Plusieurs ministres serbes et des dirigeants militaires ont assisté à la cérémonie en l’honneur de Mladić, décédé le 27 août alors qu’il purgeait une peine de réclusion à perpétuité pour génocide, crimes de guerre et crimes contre l’humanité. Sa mort a ravivé les débats autour des récits historiques de la Serbie et de ses alignements politiques.
Le patriarche orthodoxe serbe Porfirije, un allié proche du président serbe Aleksandar Vučić, a dirigé le service et a affirmé que le nom de Mladić « restera dans la mémoire et les prières du peuple serbe ». Ces propos reflètent les sentiments parmi les factions nationalistes en Serbie qui considèrent Mladić comme un héros malgré sa condamnation par les tribunaux internationaux.
À l’égard de l’UE, des inquiétudes ont été exprimées quant au fait que la glorification de figures comme Mladić entrave les efforts de la Serbie pour s’aligner véritablement sur les valeurs européennes, notamment en matière de droits de l’homme et de réconciliation avec le passé.
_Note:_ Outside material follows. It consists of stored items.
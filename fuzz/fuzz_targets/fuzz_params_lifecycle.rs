#![no_main]
use libfuzzer_sys::fuzz_target;
use tlsparams::config::ConnectionConfig;
use tlsparams::connection::ConnectionContext;
use tlsparams::crypt::secret::{SecretBytes, SecretSlot};
use tlsparams::params::RecordState;
use tlsparams::TlsRole;

fuzz_target!(|data: &[u8]| {
    let config = ConnectionConfig::builder()
        .role(if data.first().copied().unwrap_or(0) & 1 == 0 {
            TlsRole::Client
        } else {
            TlsRole::Server
        })
        .allow_renegotiation(true)
        .build();
    let mut ctx = ConnectionContext::new(config);
    let role = ctx.config().role;

    for &op in data.iter().skip(1) {
        let slot = SecretSlot::ALL[(op >> 4) as usize % SecretSlot::ALL.len()];
        match op & 0x0F {
            0..=5 => {
                if let Ok(mut w) = ctx.handshake() {
                    let _ = w.set_secret(slot, Box::new(SecretBytes::new(vec![op; 32])));
                }
            }
            6 => {
                if let Ok(mut w) = ctx.handshake() {
                    let _ = w.clear_secret(slot);
                }
            }
            7 => {
                if let Ok(mut w) = ctx.handshake() {
                    let _ = w.set_entity(role.peer());
                }
            }
            8 => {
                let _ = ctx.complete_handshake();
            }
            9 => {
                let _ = ctx.begin_renegotiation();
            }
            10 => {
                let _ = ctx.close();
                assert!(ctx.security_parameters().secrets_cleared());
                assert_eq!(ctx.security_parameters().state(), RecordState::Cleared);
            }
            11 => {
                if let Ok(mut w) = ctx.handshake() {
                    let _ = w.set_renegotiating((op >> 4) & 1 == 1);
                }
            }
            _ => {
                let _ = ctx.connection_info();
            }
        }
        let params = ctx.security_parameters();
        if params.state() == RecordState::Renegotiating {
            assert!(params.is_renegotiating());
        }
        if let Some(entity) = params.entity() {
            assert_eq!(entity, role);
        }
        for slot in SecretSlot::ALL {
            if let Some(secret) = params.secret(slot) {
                assert!(!secret.is_destroyed());
            }
        }
    }
});
#![forbid(unsafe_code)]
#![doc = "Per-connection TLS security parameters: negotiated state and secret lifecycle."]

pub mod certificate;
pub mod channel_binding;
pub mod config;
pub mod connection;
pub mod connection_info;
pub mod crypt;
pub mod extensions;
pub mod params;

pub use tlsparams_types::{SecretError, SecretFailure, TlsError};

use std::fmt;

/// Protocol version as carried on the wire.
#[derive(Debug, Clone, Copy, PartialEq, Eq, Hash)]
pub struct ProtocolVersion(pub u16);

impl ProtocolVersion {
    pub const SSL_V3: Self = Self(0x0300);
    pub const TLS_V1_0: Self = Self(0x0301);
    pub const TLS_V1_1: Self = Self(0x0302);
    pub const TLS_V1_2: Self = Self(0x0303);
    pub const TLS_V1_3: Self = Self(0x0304);
    pub const DTLS_V1_0: Self = Self(0xFEFF);
    pub const DTLS_V1_2: Self = Self(0xFEFD);
    pub const DTLS_V1_3: Self = Self(0xFEFC);

    /// Returns true if this is a DTLS version.
    pub fn is_dtls(self) -> bool {
        self.0 >> 8 == 0xFE
    }

    /// Returns true for TLS 1.3 and DTLS 1.3.
    pub fn is_tls13(self) -> bool {
        self == Self::TLS_V1_3 || self == Self::DTLS_V1_3
    }
}

impl fmt::Display for ProtocolVersion {
    fn fmt(&self, f: &mut fmt::Formatter<'_>) -> fmt::Result {
        match *self {
            Self::SSL_V3 => f.write_str("SSLv3"),
            Self::TLS_V1_0 => f.write_str("TLSv1.0"),
            Self::TLS_V1_1 => f.write_str("TLSv1.1"),
            Self::TLS_V1_2 => f.write_str("TLSv1.2"),
            Self::TLS_V1_3 => f.write_str("TLSv1.3"),
            Self::DTLS_V1_0 => f.write_str("DTLSv1.0"),
            Self::DTLS_V1_2 => f.write_str("DTLSv1.2"),
            Self::DTLS_V1_3 => f.write_str("DTLSv1.3"),
            Self(v) => write!(f, "0x{v:04x}"),
        }
    }
}

/// TLS cipher suite identifier.
#[derive(Debug, Clone, Copy, PartialEq, Eq, Hash)]
pub struct CipherSuite(pub u16);

impl CipherSuite {
    /// Initial suite of every connection before negotiation (no protection).
    pub const TLS_NULL_WITH_NULL_NULL: Self = Self(0x0000);

    // TLS 1.3 cipher suites
    pub const TLS_AES_128_GCM_SHA256: Self = Self(0x1301);
    pub const TLS_AES_256_GCM_SHA384: Self = Self(0x1302);
    pub const TLS_CHACHA20_POLY1305_SHA256: Self = Self(0x1303);

    // TLS 1.2 cipher suites (representative)
    pub const TLS_ECDHE_RSA_WITH_AES_128_GCM_SHA256: Self = Self(0xC02F);
    pub const TLS_ECDHE_RSA_WITH_AES_256_GCM_SHA384: Self = Self(0xC030);
    pub const TLS_ECDHE_ECDSA_WITH_AES_128_GCM_SHA256: Self = Self(0xC02B);
    pub const TLS_ECDHE_ECDSA_WITH_AES_256_GCM_SHA384: Self = Self(0xC02C);
    pub const TLS_ECDHE_RSA_WITH_AES_128_CBC_SHA256: Self = Self(0xC027);
    pub const TLS_PSK_WITH_AES_128_GCM_SHA256: Self = Self(0x00A8);

    /// Returns true for the null suite, i.e. nothing negotiated yet.
    pub fn is_null(self) -> bool {
        self == Self::TLS_NULL_WITH_NULL_NULL
    }
}

impl Default for CipherSuite {
    fn default() -> Self {
        Self::TLS_NULL_WITH_NULL_NULL
    }
}

/// The role of a TLS endpoint.
#[derive(Debug, Clone, Copy, PartialEq, Eq)]
pub enum TlsRole {
    Client,
    Server,
}

impl TlsRole {
    /// Lowercase role name, used in logs and errors.
    pub fn as_str(self) -> &'static str {
        match self {
            TlsRole::Client => "client",
            TlsRole::Server => "server",
        }
    }

    /// The opposite endpoint.
    pub fn peer(self) -> Self {
        match self {
            TlsRole::Client => TlsRole::Server,
            TlsRole::Server => TlsRole::Client,
        }
    }
}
Les réactions diplomatiques des représentants de l’UE laissent penser que cet événement pourrait avoir des répercussions sur les négociations en cours de la Serbie pour sa candidature à l’UE, où le respect des principes démocratiques et la responsabilité historique sont des prérequis.
Alors que la Serbie poursuit son chemin complexe vers l’intégration européenne, les tensions mises en lumière par les funérailles de Mladić constituent un rappel poignant des défis à venir. L’événement illustre la lutte permanente au sein de la société serbe pour confronter son héritage de guerre tout en naviguant vers son avenir sur la scène européenne.
À la lumière de ces développements, l’équilibre entre la fierté nationale et la responsabilité internationale demeure délicat, reflétant des thèmes plus larges de mémoire, de justice et des douloureux héritages des conflits.